-- WORKING DATA --
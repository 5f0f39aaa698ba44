//! Audio file I/O for Sublayer
//!
//! Handles reading the WAV files the speech engine writes and exporting the
//! finished mix. Buffers keep their native sample rate on import; `conform`
//! brings a layer onto the mix's rate and channel layout before overlaying.
//!
//! Sample rate conversion uses linear interpolation.

use std::path::Path;

use hound::{SampleFormat, WavReader, WavSpec, WavWriter};

use crate::engine::buffer::{AudioBuffer, ChannelLayout};
use crate::error::{Result, SublayerError};

/// Export format configuration
#[derive(Debug, Clone, Copy, PartialEq, Eq)]
pub struct ExportFormat {
    /// Target sample rate; `None` keeps the buffer's own rate
    pub sample_rate: Option<u32>,
    /// Bit depth: 16, 24, or 32 (default: 16)
    pub bit_depth: u16,
}

impl Default for ExportFormat {
    fn default() -> Self {
        ExportFormat {
            sample_rate: None,
            bit_depth: 16,
        }
    }
}

impl ExportFormat {
    /// Create a new export format with the given sample rate and bit depth
    pub fn new(sample_rate: Option<u32>, bit_depth: u16) -> Self {
        ExportFormat {
            sample_rate,
            bit_depth,
        }
    }
}

/// Import a WAV file as an AudioBuffer
///
/// # Errors
/// * `FileNotFound` - If the file does not exist
/// * `InvalidAudio` - If the file is not a valid WAV file
/// * `UnsupportedFormat` - If the audio has more than 2 channels
/// * `EmptyAudio` - If the file holds no samples
pub fn import_audio(path: &Path) -> Result<AudioBuffer> {
    if !path.exists() {
        return Err(SublayerError::FileNotFound {
            path: path.display().to_string(),
        });
    }

    let reader = WavReader::open(path).map_err(|e| SublayerError::InvalidAudio {
        reason: format!("Failed to open WAV file {}: {}", path.display(), e),
        source: Some(Box::new(e)),
    })?;

    let spec = reader.spec();
    let channels = spec.channels as usize;
    let layout = ChannelLayout::from_count(channels).ok_or_else(|| {
        SublayerError::UnsupportedFormat {
            format: format!("{}-channel audio (only mono/stereo supported)", channels),
        }
    })?;

    let samples_f32 = read_samples_as_f32(reader, spec.bits_per_sample, spec.sample_format)?;
    let buffer = AudioBuffer::from_interleaved(&samples_f32, layout, spec.sample_rate)?;

    if buffer.is_empty() {
        return Err(SublayerError::EmptyAudio);
    }

    tracing::debug!(
        path = %path.display(),
        sample_rate = spec.sample_rate,
        channels,
        duration_secs = buffer.duration_secs(),
        "imported audio"
    );

    Ok(buffer)
}

/// Export an AudioBuffer to a WAV file
///
/// Samples are clamped to [-1.0, 1.0] on the way out for integer formats,
/// so an overlaid mix saturates instead of wrapping.
pub fn export_audio(buffer: &AudioBuffer, path: &Path, format: ExportFormat) -> Result<()> {
    if !matches!(format.bit_depth, 16 | 24 | 32) {
        return Err(SublayerError::UnsupportedFormat {
            format: format!("{}-bit audio (only 16, 24, 32 supported)", format.bit_depth),
        });
    }

    let channels = buffer.num_channels() as u16;
    let target_rate = format.sample_rate.unwrap_or(buffer.sample_rate);

    let interleaved = if target_rate != buffer.sample_rate {
        let layout = buffer.channel_layout().unwrap_or_default();
        conform(buffer, target_rate, layout).to_interleaved()
    } else {
        buffer.to_interleaved()
    };

    let spec = WavSpec {
        channels,
        sample_rate: target_rate,
        bits_per_sample: format.bit_depth,
        sample_format: if format.bit_depth == 32 {
            SampleFormat::Float
        } else {
            SampleFormat::Int
        },
    };

    let mut writer = WavWriter::create(path, spec).map_err(export_error)?;

    match format.bit_depth {
        16 => {
            for sample in interleaved {
                let scaled = (sample * 32767.0).clamp(-32768.0, 32767.0) as i16;
                writer.write_sample(scaled).map_err(export_error)?;
            }
        }
        24 => {
            for sample in interleaved {
                // 24-bit stored as i32 in hound
                let scaled = (sample * 8388607.0).clamp(-8388608.0, 8388607.0) as i32;
                writer.write_sample(scaled).map_err(export_error)?;
            }
        }
        _ => {
            for sample in interleaved {
                writer.write_sample(sample).map_err(export_error)?;
            }
        }
    }

    writer.finalize().map_err(export_error)?;

    tracing::info!(path = %path.display(), bit_depth = format.bit_depth, "exported audio");
    Ok(())
}

/// Bring `buffer` onto the given sample rate and channel layout
///
/// Mono is duplicated into both stereo channels; stereo is averaged down to mono.
pub fn conform(buffer: &AudioBuffer, sample_rate: u32, layout: ChannelLayout) -> AudioBuffer {
    let resampled = if buffer.sample_rate != sample_rate && buffer.sample_rate != 0 {
        resample_channels(&buffer.samples, buffer.sample_rate, sample_rate)
    } else {
        buffer.samples.clone()
    };

    let samples = match (resampled.len(), layout) {
        (1, ChannelLayout::Stereo) => vec![resampled[0].clone(), resampled[0].clone()],
        (2, ChannelLayout::Mono) => vec![resampled[0]
            .iter()
            .zip(&resampled[1])
            .map(|(l, r)| (l + r) * 0.5)
            .collect()],
        _ => resampled,
    };

    AudioBuffer {
        samples,
        sample_rate,
    }
}

/// Generate a mono sine wave
///
/// Used by the tone synthesizer and in tests.
pub fn generate_test_tone(frequency: f32, duration_secs: f32, sample_rate: u32) -> AudioBuffer {
    let num_samples = (duration_secs * sample_rate as f32) as usize;
    let mut buffer = AudioBuffer::new(num_samples, ChannelLayout::Mono, sample_rate);

    let angular_freq = 2.0 * std::f32::consts::PI * frequency / sample_rate as f32;

    for (i, sample) in buffer.samples[0].iter_mut().enumerate() {
        *sample = (angular_freq * i as f32).sin();
    }

    buffer
}

// ============================================================================
// Internal helper functions
// ============================================================================

fn export_error(e: hound::Error) -> SublayerError {
    match e {
        hound::Error::IoError(io) => SublayerError::Io(io),
        other => SublayerError::Export {
            reason: other.to_string(),
        },
    }
}

/// Read samples from WAV reader and convert to f32
fn read_samples_as_f32<R: std::io::Read>(
    mut reader: WavReader<R>,
    bits_per_sample: u16,
    sample_format: SampleFormat,
) -> Result<Vec<f32>> {
    fn invalid(bits: &str, e: hound::Error) -> SublayerError {
        SublayerError::InvalidAudio {
            reason: format!("Failed to read {} samples: {}", bits, e),
            source: Some(Box::new(e)),
        }
    }

    match sample_format {
        SampleFormat::Float => reader
            .samples::<f32>()
            .collect::<std::result::Result<Vec<f32>, _>>()
            .map_err(|e| invalid("float", e)),
        SampleFormat::Int => match bits_per_sample {
            8 => reader
                .samples::<i8>()
                .map(|s| s.map(|v| v as f32 / 128.0))
                .collect::<std::result::Result<Vec<f32>, _>>()
                .map_err(|e| invalid("8-bit", e)),
            16 => reader
                .samples::<i16>()
                .map(|s| s.map(|v| v as f32 / 32768.0))
                .collect::<std::result::Result<Vec<f32>, _>>()
                .map_err(|e| invalid("16-bit", e)),
            24 => reader
                .samples::<i32>()
                .map(|s| s.map(|v| v as f32 / 8388608.0))
                .collect::<std::result::Result<Vec<f32>, _>>()
                .map_err(|e| invalid("24-bit", e)),
            32 => reader
                .samples::<i32>()
                .map(|s| s.map(|v| v as f32 / 2147483648.0))
                .collect::<std::result::Result<Vec<f32>, _>>()
                .map_err(|e| invalid("32-bit int", e)),
            _ => Err(SublayerError::UnsupportedFormat {
                format: format!("{}-bit integer audio", bits_per_sample),
            }),
        },
    }
}

fn resample_channels(channels: &[Vec<f32>], source_rate: u32, target_rate: u32) -> Vec<Vec<f32>> {
    let ratio = target_rate as f64 / source_rate as f64;

    channels
        .iter()
        .map(|channel| resample_linear(channel, ratio))
        .collect()
}

/// Linear interpolation resampling
fn resample_linear(samples: &[f32], ratio: f64) -> Vec<f32> {
    if samples.is_empty() {
        return Vec::new();
    }

    let source_len = samples.len();
    let target_len = ((source_len as f64) * ratio).ceil() as usize;
    let mut output = Vec::with_capacity(target_len);

    for i in 0..target_len {
        let src_pos = i as f64 / ratio;
        let src_idx = src_pos.floor() as usize;
        let frac = (src_pos - src_idx as f64) as f32;

        let sample = if src_idx + 1 < source_len {
            samples[src_idx] * (1.0 - frac) + samples[src_idx + 1] * frac
        } else if src_idx < source_len {
            samples[src_idx]
        } else {
            0.0
        };

        output.push(sample);
    }

    output
}

// ============================================================================
// Tests
// ============================================================================

#[cfg(test)]
mod tests {
    use super::*;
    use tempfile::tempdir;

    #[test]
    fn test_generate_test_tone() {
        let buffer = generate_test_tone(440.0, 1.0, 22050);
        assert_eq!(buffer.len(), 22050);
        assert_eq!(buffer.num_channels(), 1);
        assert_eq!(buffer.sample_rate, 22050);
    }

    #[test]
    fn test_export_resamples() {
        let dir = tempdir().unwrap();
        let path = dir.path().join("resampled.wav");

        let buffer = generate_test_tone(440.0, 0.5, 22050);
        export_audio(&buffer, &path, ExportFormat::new(Some(44100), 16)).unwrap();

        let imported = import_audio(&path).unwrap();
        assert_eq!(imported.sample_rate, 44100);
        assert_eq!(imported.len(), 22050);
    }

    #[test]
    fn test_resample_linear_upsample() {
        let resampled = resample_linear(&[0.0, 1.0, 0.0], 2.0);
        assert_eq!(resampled.len(), 6);
        assert!((resampled[1] - 0.5).abs() < 0.01);
    }

    #[test]
    fn test_resample_linear_downsample() {
        let samples = vec![0.0, 0.5, 1.0, 0.5, 0.0, -0.5, -1.0, -0.5];
        assert_eq!(resample_linear(&samples, 0.5).len(), 4);
    }

    #[test]
    fn test_conform_mono_to_stereo() {
        let mono = AudioBuffer::from_channels(vec![vec![0.1, 0.2, 0.3]], 1000).unwrap();
        let stereo = conform(&mono, 1000, ChannelLayout::Stereo);
        assert_eq!(stereo.channels(), 2);
        assert_eq!(stereo.channel(0), stereo.channel(1));
        assert_eq!(stereo.channel(0), mono.channel(0));
    }

    #[test]
    fn test_conform_stereo_to_mono_and_rate() {
        let stereo =
            AudioBuffer::from_channels(vec![vec![1.0; 100], vec![0.0; 100]], 1000).unwrap();
        let mono = conform(&stereo, 2000, ChannelLayout::Mono);
        assert_eq!(mono.channels(), 1);
        assert_eq!(mono.sample_rate, 2000);
        assert_eq!(mono.len(), 200);
        assert!((mono.channel(0)[10] - 0.5).abs() < 1e-6);
    }

    #[test]
    fn test_export_import_16_bit() {
        let dir = tempdir().unwrap();
        let path = dir.path().join("tone.wav");

        let buffer = generate_test_tone(440.0, 0.25, 22050);
        export_audio(&buffer, &path, ExportFormat::default()).unwrap();

        let imported = import_audio(&path).unwrap();
        assert_eq!(imported.sample_rate, 22050);
        assert_eq!(imported.len(), buffer.len());
        for (a, b) in imported.channel(0).iter().zip(buffer.channel(0)) {
            assert!((a - b).abs() < 1e-3);
        }
    }

    #[test]
    fn test_export_clamps_overdriven_samples() {
        let dir = tempdir().unwrap();
        let path = dir.path().join("hot.wav");

        let buffer = AudioBuffer::from_channels(vec![vec![2.0, -3.0, 0.5]], 8000).unwrap();
        export_audio(&buffer, &path, ExportFormat::default()).unwrap();

        let imported = import_audio(&path).unwrap();
        assert!(imported.channel(0)[0] > 0.99);
        assert!(imported.channel(0)[1] < -0.99);
    }

    #[test]
    fn test_export_rejects_unknown_bit_depth() {
        let dir = tempdir().unwrap();
        let path = dir.path().join("bad.wav");
        let buffer = generate_test_tone(440.0, 0.1, 8000);
        let result = export_audio(&buffer, &path, ExportFormat::new(None, 12));
        assert!(matches!(result, Err(SublayerError::UnsupportedFormat { .. })));
        assert!(!path.exists());
    }

    #[test]
    fn test_import_missing_file() {
        let result = import_audio(Path::new("/definitely/not/here.wav"));
        assert!(matches!(result, Err(SublayerError::FileNotFound { .. })));
    }

    #[test]
    fn test_import_rejects_non_wav() {
        let dir = tempdir().unwrap();
        let path = dir.path().join("text.wav");
        std::fs::write(&path, b"not a wav file").unwrap();
        assert!(matches!(
            import_audio(&path),
            Err(SublayerError::InvalidAudio { .. })
        ));
    }
}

-- PROBLEM DESCRIPTION --
As listed above, the lines from the line with "assert_eq!(imported.sample_rate, 22050);" to the line with "let buffer = generate_test_tone(440.0, 0.1, 8000);" are to be echoed exactly, with both ends included and nothing added.

-- THE COMPLETED TASK --
        assert_eq!(imported.sample_rate, 22050);
        assert_eq!(imported.len(), buffer.len());
        for (a, b) in imported.channel(0).iter().zip(buffer.channel(0)) {
            assert!((a - b).abs() < 1e-3);
        }
    }

    #[test]
    fn test_export_clamps_overdriven_samples() {
        let dir = tempdir().unwrap();
        let path = dir.path().join("hot.wav");

        let buffer = AudioBuffer::from_channels(vec![vec![2.0, -3.0, 0.5]], 8000).unwrap();
        export_audio(&buffer, &path, ExportFormat::default()).unwrap();

        let imported = import_audio(&path).unwrap();
        assert!(imported.channel(0)[0] > 0.99);
        assert!(imported.channel(0)[1] < -0.99);
    }

    #[test]
    fn test_export_rejects_unknown_bit_depth() {
        let dir = tempdir().unwrap();
        let path = dir.path().join("bad.wav");
        let buffer = generate_test_tone(440.0, 0.1, 8000);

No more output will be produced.